In the best critical light, this paper describes the dynamics of nursing practice and research related to urban-dwelling cisgender indigenous women. Developing a decolonizing approach to health, critically investigate power relations in the system to understand how the colonial past and present affect care and access resources. This paper, therefore, tries to explain how these power relations oppress and exclude from the health care setting a marginalized group, such as cisgender Indigenous women (Hu & Hajizadeh, 2022). Through critical examination, the present paper scrutinizes the underlying assumptions of dominant discussion discourses that unwillingly support the continuance of systemic injustices.

The critical lens will question the paradigms and frameworks that are currently in place and ruling the conducting of nursing practice and research with/for urban-cisgender Indigenous women. This might involve some open questioning of conventional assumptions and searching for other perspectives that would enable a better understanding of the complexities of Indigenous health experiences (Thummapol et al., 2018). The following paper, therefore, is critical in providing interrogation of the dominant discourses regarding Indigenous health, intending to deconstruct such misrepresentations and stereotypes that injure and lend to the continued marginalization of Indigenous women within the discourse of health care.

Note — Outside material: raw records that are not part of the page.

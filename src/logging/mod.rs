// Logging module - In-memory log capture for TUI display
//
// A custom tracing layer captures log events into a bounded buffer that the
// logs panel reads each frame. This keeps log output from breaking through
// the TUI's alternate screen buffer.

use chrono::{DateTime, Local};
use std::collections::VecDeque;
use std::sync::{Arc, Mutex, MutexGuard};
use tracing::{Level, Metadata, Subscriber};
use tracing_subscriber::layer::Context;
use tracing_subscriber::Layer;

/// Maximum number of log entries to keep in memory
const MAX_LOG_ENTRIES: usize = 1000;

/// A single log entry captured from tracing
#[derive(Debug, Clone)]
pub struct LogEntry {
    pub timestamp: DateTime<Local>,
    pub level: LogLevel,
    /// The tracing target (module path)
    pub target: String,
    pub message: String,
}

/// Log level for display
#[derive(Debug, Clone, Copy, PartialEq, Eq)]
pub enum LogLevel {
    Error,
    Warn,
    Info,
    Debug,
    Trace,
}

impl From<&Level> for LogLevel {
    fn from(level: &Level) -> Self {
        match *level {
            Level::ERROR => LogLevel::Error,
            Level::WARN => LogLevel::Warn,
            Level::INFO => LogLevel::Info,
            Level::DEBUG => LogLevel::Debug,
            Level::TRACE => LogLevel::Trace,
        }
    }
}

impl LogLevel {
    /// Get the display string for this log level
    pub fn as_str(&self) -> &str {
        match self {
            LogLevel::Error => "ERROR",
            LogLevel::Warn => "WARN",
            LogLevel::Info => "INFO",
            LogLevel::Debug => "DEBUG",
            LogLevel::Trace => "TRACE",
        }
    }
}

impl LogEntry {
    /// One-line rendering used by the logs panel and clipboard
    pub fn to_line(&self) -> String {
        format!(
            "{} {:5} {}",
            self.timestamp.format("%H:%M:%S%.3f"),
            self.level.as_str(),
            self.message
        )
    }
}

/// In-memory log buffer with bounded size (ring buffer)
///
/// Shared with the tracing layer, which may run on any thread.
#[derive(Clone)]
pub struct LogBuffer {
    entries: Arc<Mutex<VecDeque<LogEntry>>>,
}

impl LogBuffer {
    pub fn new() -> Self {
        Self {
            entries: Arc::new(Mutex::new(VecDeque::with_capacity(MAX_LOG_ENTRIES))),
        }
    }

    // A panic while holding the lock leaves plain data behind; keep using it
    fn lock(&self) -> MutexGuard<'_, VecDeque<LogEntry>> {
        self.entries.lock().unwrap_or_else(|poisoned| poisoned.into_inner())
    }

    /// Add a log entry, dropping the oldest when full
    pub fn add(&self, entry: LogEntry) {
        let mut entries = self.lock();
        if entries.len() >= MAX_LOG_ENTRIES {
            entries.pop_front();
        }
        entries.push_back(entry);
    }

    /// Get all log entries (most recent last)
    pub fn get_all(&self) -> Vec<LogEntry> {
        self.lock().iter().cloned().collect()
    }

    pub fn len(&self) -> usize {
        self.lock().len()
    }

    pub fn is_empty(&self) -> bool {
        self.lock().is_empty()
    }

    pub fn clear(&self) {
        self.lock().clear();
    }
}

impl Default for LogBuffer {
    fn default() -> Self {
        Self::new()
    }
}

/// Custom tracing layer that captures logs to a buffer
pub struct TuiLogLayer {
    buffer: LogBuffer,
}

impl TuiLogLayer {
    pub fn new(buffer: LogBuffer) -> Self {
        Self { buffer }
    }
}

impl<S> Layer<S> for TuiLogLayer
where
    S: Subscriber,
{
    fn on_event(&self, event: &tracing::Event<'_>, _ctx: Context<'_, S>) {
        let metadata = event.metadata();

        let mut message = String::new();
        let mut visitor = MessageVisitor(&mut message);
        event.record(&mut visitor);

        self.buffer.add(LogEntry {
            timestamp: Local::now(),
            level: LogLevel::from(metadata.level()),
            target: metadata.target().to_string(),
            message,
        });
    }

    fn enabled(&self, _metadata: &Metadata<'_>, _ctx: Context<'_, S>) -> bool {
        // Filtering happens at subscriber level
        true
    }
}

/// Visitor to extract the message (and any extra fields) from an event
struct MessageVisitor<'a>(&'a mut String);

impl<'a> tracing::field::Visit for MessageVisitor<'a> {
    fn record_str(&mut self, field: &tracing::field::Field, value: &str) {
        if field.name() == "message" {
            self.0.insert_str(0, value);
        } else {
            self.0.push_str(&format!(" {}={}", field.name(), value));
        }
    }

    fn record_debug(&mut self, field: &tracing::field::Field, value: &dyn std::fmt::Debug) {
        if field.name() == "message" {
            self.0.insert_str(0, &format!("{:?}", value));
        } else {
            self.0.push_str(&format!(" {}={:?}", field.name(), value));
        }
    }
}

This seeks to highlight that critical drivers of health inequities have been identified as including, but not limited to, structural barriers, cultural insensitivity, and institutionalized racism that conspire to inhibit equal access and equal outcomes from healthcare for urban-dwelling cisgender Indigenous women.

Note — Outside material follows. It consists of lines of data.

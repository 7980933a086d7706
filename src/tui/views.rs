// Screen layout and per-frame rendering
//
// ┌ title ─────────────────────────┐
// ├ path ──────────────────────────┤
// │ members             │ logs     │  (logs only when toggled on)
// ├ status ────────────────────────┘

use super::app::App;
use super::components::{status_bar, title_bar};
use super::scroll::Focus;
use ratatui::layout::{Constraint, Direction, Layout, Rect};
use ratatui::style::Style;
use ratatui::widgets::Block;
use ratatui::Frame;

/// Width below which the logs panel stacks under the members
const SIDE_BY_SIDE_MIN_WIDTH: u16 = 120;

/// Render one frame; expects `App::prepare_frame` to have run
pub fn draw(f: &mut Frame, app: &mut App) {
    let bg_block = Block::default().style(Style::default().bg(app.theme.background));
    f.render_widget(bg_block, f.area());

    let chunks = Layout::default()
        .direction(Direction::Vertical)
        .constraints([
            Constraint::Length(3),
            Constraint::Length(3),
            Constraint::Min(5),
            Constraint::Length(2),
        ])
        .split(f.area());

    title_bar::render(f, chunks[0], app);
    app.breadcrumb
        .render(f, chunks[1], &app.theme, app.focus == Focus::Breadcrumb);

    let (fields_area, logs_area) = split_content(chunks[2], app.show_logs);
    render_fields(f, fields_area, app);
    if let Some(area) = logs_area {
        let entries = app.log_buffer.get_all();
        app.logs_panel
            .render(f, area, &entries, &app.theme, app.focus == Focus::Logs);
    }

    status_bar::render(f, chunks[3], app);

    if let Some(toast) = &app.toast {
        toast.render(f, f.area(), &app.theme);
    }
}

fn split_content(area: Rect, show_logs: bool) -> (Rect, Option<Rect>) {
    if !show_logs {
        return (area, None);
    }
    let direction = if area.width >= SIDE_BY_SIDE_MIN_WIDTH {
        Direction::Horizontal
    } else {
        Direction::Vertical
    };
    let chunks = Layout::default()
        .direction(direction)
        .constraints([Constraint::Percentage(65), Constraint::Percentage(35)])
        .split(area);
    (chunks[0], Some(chunks[1]))
}

fn render_fields(f: &mut Frame, area: Rect, app: &mut App) {
    // Split borrows: the list is mutated while the session renders values
    let App {
        browser,
        session,
        rows,
        fields,
        theme,
        focus,
        ..
    } = app;
    let view = |element: &crate::browser::Element| session.row_view(browser, element);
    fields.render(f, area, &rows[..], view, theme, *focus == Focus::Fields);
}

#[cfg(test)]
mod tests {
    use super::*;
    use crate::browser::Browser;
    use crate::config::Config;
    use crate::demo;
    use crate::logging::LogBuffer;
    use ratatui::{backend::TestBackend, Terminal};
    use std::time::Instant;

    fn screen_text(terminal: &Terminal<TestBackend>) -> String {
        let buffer = terminal.backend().buffer();
        let mut text = String::new();
        for y in 0..buffer.area.height {
            for x in 0..buffer.area.width {
                text.push_str(buffer[(x, y)].symbol());
            }
            text.push('\n');
        }
        text
    }

    #[test]
    fn renders_demo_world_and_descends() {
        let browser = Browser::new();
        let world = demo::populate(&browser, 3, 11);
        let mut app = App::new(browser, &Config::default(), LogBuffer::new()).with_world(world);
        app.toggle_logs();

        let mut terminal = Terminal::new(TestBackend::new(130, 30)).unwrap();
        app.prepare_frame(Instant::now()).unwrap();
        terminal.draw(|f| draw(f, &mut app)).unwrap();
        let text = screen_text(&terminal);
        assert!(text.contains("objscope"));
        assert!(text.contains("Objects"));
        assert!(text.contains("World (tick 0, 3 entities)"));
        assert!(text.contains("Logs"));

        app.activate();
        app.apply_pending().unwrap();
        app.prepare_frame(Instant::now()).unwrap();
        terminal.draw(|f| draw(f, &mut app)).unwrap();
        let text = screen_text(&terminal);
        assert!(text.contains("Fields"));
        assert!(text.contains("entities"));
        assert!(text.contains("depth 2"));
    }

    #[test]
    fn tiny_terminal_does_not_panic() {
        let browser = Browser::new();
        demo::populate(&browser, 2, 1);
        let mut app = App::new(browser, &Config::default(), LogBuffer::new());
        app.show_toast("copied value");
        let mut terminal = Terminal::new(TestBackend::new(12, 6)).unwrap();
        app.prepare_frame(Instant::now()).unwrap();
        terminal.draw(|f| draw(f, &mut app)).unwrap();
    }
}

The critical perspective of each issue similarly explores where potential avenues of transformative change lie within the nursing profession. It means it helps find systemic barriers not within the whole mechanism that allow no positive health outcomes but present an actionable strategy to let the people challenge and tear them down. Such reflection and dialoguing will surely sensitize the nurses to develop alternative models of care for equity, cultural competence, and social justice (McGough et al., 2022). These activities could be policy advocacy, cultural care practice, and collaborative, meaningful work within and between the health division and the Indigenous societies. The critical approach, if embraced, might ultimately put the nurses at the forefront of dealing with the health disparities that the cisgender Indigenous women living in urban areas face and contribute to a larger collective towards health equity and social justice in the Canadian healthcare system.

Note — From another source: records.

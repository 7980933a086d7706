//! Clipboard content for the `y` key

/// Panels that can put their selection on the clipboard
pub trait Copyable {
    /// Text for the clipboard; `None` when nothing is selected
    fn copy_text(&self) -> Option<String>;

    /// What was copied, for the confirmation toast
    fn copy_description(&self) -> &'static str;
}
//! Type handlers: how a value is rendered and expanded

use super::collections::Member;
use super::element::Element;
use super::error::BrowseError;
use super::object::ObjectRef;
use super::options::DisplayOptions;

/// Lazily produced children of one object
pub type Children<'a> = Box<dyn Iterator<Item = Element> + 'a>;

/// Display and expansion strategy for a family of types
///
/// Handlers are resolved per concrete type by the registry and shared by
/// every session of a browser.
pub trait TypeHandler {
    /// One-line rendering of `value`; never fails
    fn string_value(&self, value: &ObjectRef) -> String {
        value.describe()
    }

    /// Whether `value` has no children (its row is not navigable)
    fn is_leaf(&self, value: &ObjectRef) -> bool;

    /// Breadcrumb label for `element` entered from `parent`
    fn breadcrumb_text(&self, _parent: &ObjectRef, element: &Element) -> String {
        element.label().to_string()
    }

    /// Children of `value`, honoring `options`
    ///
    /// The sequence may be abandoned part way. Calling this on a value the
    /// handler reports as a leaf is a contract violation.
    fn children<'a>(
        &'a self,
        value: &'a ObjectRef,
        options: DisplayOptions,
    ) -> Result<Children<'a>, BrowseError>;
}

/// Primitives, strings and null
pub struct LeafHandler;

impl TypeHandler for LeafHandler {
    fn is_leaf(&self, _value: &ObjectRef) -> bool {
        true
    }

    fn children<'a>(
        &'a self,
        value: &'a ObjectRef,
        _options: DisplayOptions,
    ) -> Result<Children<'a>, BrowseError> {
        Err(BrowseError::LeafExpansion {
            type_name: value.type_key().name().to_string(),
        })
    }
}

/// Sequences: one row per member, labeled by position
pub struct EnumerableHandler;

impl TypeHandler for EnumerableHandler {
    fn is_leaf(&self, _value: &ObjectRef) -> bool {
        false
    }

    fn breadcrumb_text(&self, _parent: &ObjectRef, element: &Element) -> String {
        match element.object() {
            Some(child) => format!("{}: {}", element.label(), child.type_key()),
            None => format!("{}: null", element.label()),
        }
    }

    fn children<'a>(
        &'a self,
        value: &'a ObjectRef,
        _options: DisplayOptions,
    ) -> Result<Children<'a>, BrowseError> {
        let Some(sequence) = value.as_enumerable() else {
            tracing::warn!(
                "{} is registered as enumerable but exposes no members",
                value.type_key()
            );
            return Ok(Box::new(std::iter::empty()));
        };
        Ok(Box::new(sequence.members().enumerate().map(
            |(index, member)| match member {
                Member::Element(element) => element,
                Member::Value(item) => Element::value(index.to_string(), item),
            },
        )))
    }
}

Strategies for Inclusivity

These health disparities, therefore, need to be addressed to eliminate the disparities experienced by cisgender Indigenous women living in the cities. It should support healthcare environments that are welcomed, respected, and culturally safe for cisgender women, trans, and non-binary people alike in recognition of the plurality of identities and experiences among Indigenous communities. This calls, therefore, for the use of a holistic approach that recognizes the meshed identities and peculiar healthcare needs of the individual in such a way that healthcare is accessible to and affirming for all (Butkus et al., 2020). This paper aims to critically appraise, identify, and synthesize rigorous sources drawn from Canadian scholarly nursing references that will be applied to support the student’s evidence-informed and systematic understanding for fostering inclusivity within healthcare organizations, programs, services, and First, the development of cultural competency training should be given the utmost priority while developing professionals that are well versed with knowledge and skills to develop cultural sensitivity in dealing with the diversity of the population that includes cisgender Indigenous women residing in urban areas. It is now recommended that all such training programs be tailored to Indigenous perspectives, teachings, and protocols to enable clear information to participants regarding the views of Indigenous people and the practice of health (Burnett et al., 2020). In addition, Indigenous healthcare providers should be made compulsory in healthcare organizations through active recruitment and retention policies, which will promote and create space valuing Indigenous voices. Diversification within an organization’s healthcare workforce would assure them a much greater chance of meeting the needs of Indigenous communities and assurance of the provision to patients being cared for by a provider they can trust and relate to.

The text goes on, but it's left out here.